18-NOV-2012: On Using Microsoft Windows as a Workstation OS

Cygwin makes it bearable

I recently switched employers. At my new place of employment management has made no provision for UNIX administrators running a UNIX-based workstation OS. So for the first time in about 10 years I am (attempting to be) using Microsoft Windows as a workstation OS.

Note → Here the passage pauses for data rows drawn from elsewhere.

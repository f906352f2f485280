// SPDX-License-Identifier: BUSL-1.1
// Copyright (c) 2026 Alfred Jean LLC

//! Scripted in-memory sandbox driver for tests.

use std::collections::{HashMap, VecDeque};
use std::sync::Arc;
use std::time::Duration;

use async_trait::async_trait;
use parking_lot::Mutex;
use tokio::sync::mpsc;
use tokio_util::sync::CancellationToken;

use vea_store::LogStream;

use super::{ConsoleLine, CreateSpec, Inspection, SandboxDriver, SandboxError, SandboxStatus};

/// One recorded driver invocation.
#[derive(Debug, Clone, PartialEq, Eq)]
pub enum DriverCall {
    Create(String),
    Start(String),
    Pause(String),
    Resume(String),
    Stop(String),
    Remove(String),
    Inspect(String),
    AttachLogs(String),
    Reap(String),
}

#[derive(Default)]
struct FakeState {
    sandboxes: HashMap<String, (SandboxStatus, Option<i64>)>,
    calls: Vec<DriverCall>,
    failures: HashMap<&'static str, VecDeque<SandboxError>>,
    log_txs: HashMap<String, mpsc::Sender<ConsoleLine>>,
    counter: u64,
}

/// In-memory sandbox driver. Clones share state.
#[derive(Clone, Default)]
pub struct FakeSandbox {
    state: Arc<Mutex<FakeState>>,
}

impl FakeSandbox {
    pub fn new() -> Self {
        Self::default()
    }

    /// Script the next invocation of `op` to fail with `error`.
    pub fn fail_next(&self, op: &'static str, error: SandboxError) {
        self.state.lock().failures.entry(op).or_default().push_back(error);
    }

    fn take_failure(&self, op: &'static str) -> Option<SandboxError> {
        self.state.lock().failures.get_mut(op).and_then(VecDeque::pop_front)
    }

    fn record(&self, call: DriverCall) {
        self.state.lock().calls.push(call);
    }

    pub fn calls(&self) -> Vec<DriverCall> {
        self.state.lock().calls.clone()
    }

    pub fn handles(&self) -> Vec<String> {
        let mut handles: Vec<String> = self.state.lock().sandboxes.keys().cloned().collect();
        handles.sort();
        handles
    }

    /// Simulate a crash observed by the engine.
    pub fn set_exited(&self, handle: &str, exit_code: i64) {
        if let Some(entry) = self.state.lock().sandboxes.get_mut(handle) {
            *entry = (SandboxStatus::Exited, Some(exit_code));
        }
    }

    /// Simulate the engine losing all trace of the sandbox.
    pub fn vanish(&self, handle: &str) {
        self.state.lock().sandboxes.remove(handle);
    }

    /// Feed a console line through an attached log stream.
    pub async fn push_line(&self, handle: &str, stream: LogStream, line: &str) {
        let tx = self.state.lock().log_txs.get(handle).cloned();
        if let Some(tx) = tx {
            let _ = tx.send(ConsoleLine { stream, line: line.to_string() }).await;
        }
    }

    pub fn status_of(&self, handle: &str) -> Option<SandboxStatus> {
        self.state.lock().sandboxes.get(handle).map(|(s, _)| *s)
    }
}

#[async_trait]
impl SandboxDriver for FakeSandbox {
    async fn create(&self, spec: &CreateSpec) -> Result<String, SandboxError> {
        if let Some(e) = self.take_failure("create") {
            return Err(e);
        }
        let handle = {
            let mut state = self.state.lock();
            state.counter += 1;
            let handle = format!("fake-{}-{}", spec.app_id, state.counter);
            state.sandboxes.insert(handle.clone(), (SandboxStatus::Created, None));
            handle
        };
        self.record(DriverCall::Create(handle.clone()));
        Ok(handle)
    }

    async fn start(&self, handle: &str) -> Result<(), SandboxError> {
        self.record(DriverCall::Start(handle.to_string()));
        if let Some(e) = self.take_failure("start") {
            return Err(e);
        }
        let mut state = self.state.lock();
        match state.sandboxes.get_mut(handle) {
            Some(entry) => {
                *entry = (SandboxStatus::Running, None);
                Ok(())
            }
            None => Err(SandboxError::NotFound(handle.to_string())),
        }
    }

    async fn pause(&self, handle: &str) -> Result<(), SandboxError> {
        self.record(DriverCall::Pause(handle.to_string()));
        if let Some(e) = self.take_failure("pause") {
            return Err(e);
        }
        let mut state = self.state.lock();
        match state.sandboxes.get_mut(handle) {
            Some(entry) if entry.0 == SandboxStatus::Running => {
                entry.0 = SandboxStatus::Paused;
                Ok(())
            }
            Some(_) => Err(SandboxError::NotRunning),
            None => Err(SandboxError::NotFound(handle.to_string())),
        }
    }

    async fn resume(&self, handle: &str) -> Result<(), SandboxError> {
        self.record(DriverCall::Resume(handle.to_string()));
        if let Some(e) = self.take_failure("resume") {
            return Err(e);
        }
        let mut state = self.state.lock();
        match state.sandboxes.get_mut(handle) {
            Some(entry) if entry.0 == SandboxStatus::Paused => {
                entry.0 = SandboxStatus::Running;
                Ok(())
            }
            Some(_) => Err(SandboxError::NotPaused),
            None => Err(SandboxError::NotFound(handle.to_string())),
        }
    }

    async fn stop(&self, handle: &str, _grace: Duration) -> Result<Option<i64>, SandboxError> {
        self.record(DriverCall::Stop(handle.to_string()));
        if let Some(e) = self.take_failure("stop") {
            return Err(e);
        }
        let mut state = self.state.lock();
        match state.sandboxes.get_mut(handle) {
            Some(entry) => {
                let code = entry.1.unwrap_or(0);
                *entry = (SandboxStatus::Exited, Some(code));
                Ok(Some(code))
            }
            None => Err(SandboxError::NotFound(handle.to_string())),
        }
    }

    async fn remove(&self, handle: &str) -> Result<(), SandboxError> {
        self.record(DriverCall::Remove(handle.to_string()));
        if let Some(e) = self.take_failure("remove") {
            return Err(e);
        }
        let mut state = self.state.lock();
        match state.sandboxes.get(handle) {
            Some((SandboxStatus::Running | SandboxStatus::Paused, _)) => {
                Err(SandboxError::InUse(handle.to_string()))
            }
            Some(_) => {
                state.sandboxes.remove(handle);
                state.log_txs.remove(handle);
                Ok(())
            }
            None => Err(SandboxError::NotFound(handle.to_string())),
        }
    }

    async fn inspect(&self, handle: &str) -> Result<Inspection, SandboxError> {
        self.record(DriverCall::Inspect(handle.to_string()));
        if let Some(e) = self.take_failure("inspect") {
            return Err(e);
        }
        let state = self.state.lock();
        match state.sandboxes.get(handle) {
            Some((status, exit_code)) => Ok(Inspection {
                status: *status,
                exit_code: *exit_code,
                started_at: None,
            }),
            None => Err(SandboxError::NotFound(handle.to_string())),
        }
    }

    async fn attach_logs(
        &self,
        handle: &str,
        tx: mpsc::Sender<ConsoleLine>,
        _cancel: CancellationToken,
    ) -> Result<(), SandboxError> {
        self.record(DriverCall::AttachLogs(handle.to_string()));
        if let Some(e) = self.take_failure("attach_logs") {
            return Err(e);
        }
        self.state.lock().log_txs.insert(handle.to_string(), tx);
        Ok(())
    }

    async fn reap(&self, handle: &str) {
        self.record(DriverCall::Reap(handle.to_string()));
        let mut state = self.state.lock();
        state.sandboxes.remove(handle);
        state.log_txs.remove(handle);
    }
}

From this experience I have gathered a few things:

  1. The Microsoft Windows user experience has not changed in any noticeable ways
  2. A significant number of third party applications are required to make Microsoft Windows a usable workstation OS for a UNIX administrator
  3. Cygwin has improved significantly
  4. Cygwin is still incomplete, and slightly buggy

Here are some of the things I have done to improve the situation on my installation of Microsoft Windows:

  1. Install Cygwin (it may be slow, incomplete, and slightly buggy but it's better than the nothing Microsoft Windows ships with)
  2. Install PuTTY's SSH Agent (pageant) (actually, PuTTY SC's SSH Agent, for smartcard support)
  3. Install "charade" to connect Cygwin OpenSSH to PuTTY's SSH agent
  4. Install VirtuaWin to get multiple desktops
  5. Setup Cygwin/X
  6. Install Google Chrome
  7. Install Mozilla Thunderbird

At this point I only see the warts of Microsoft Windows when the Cygwin abstraction fails.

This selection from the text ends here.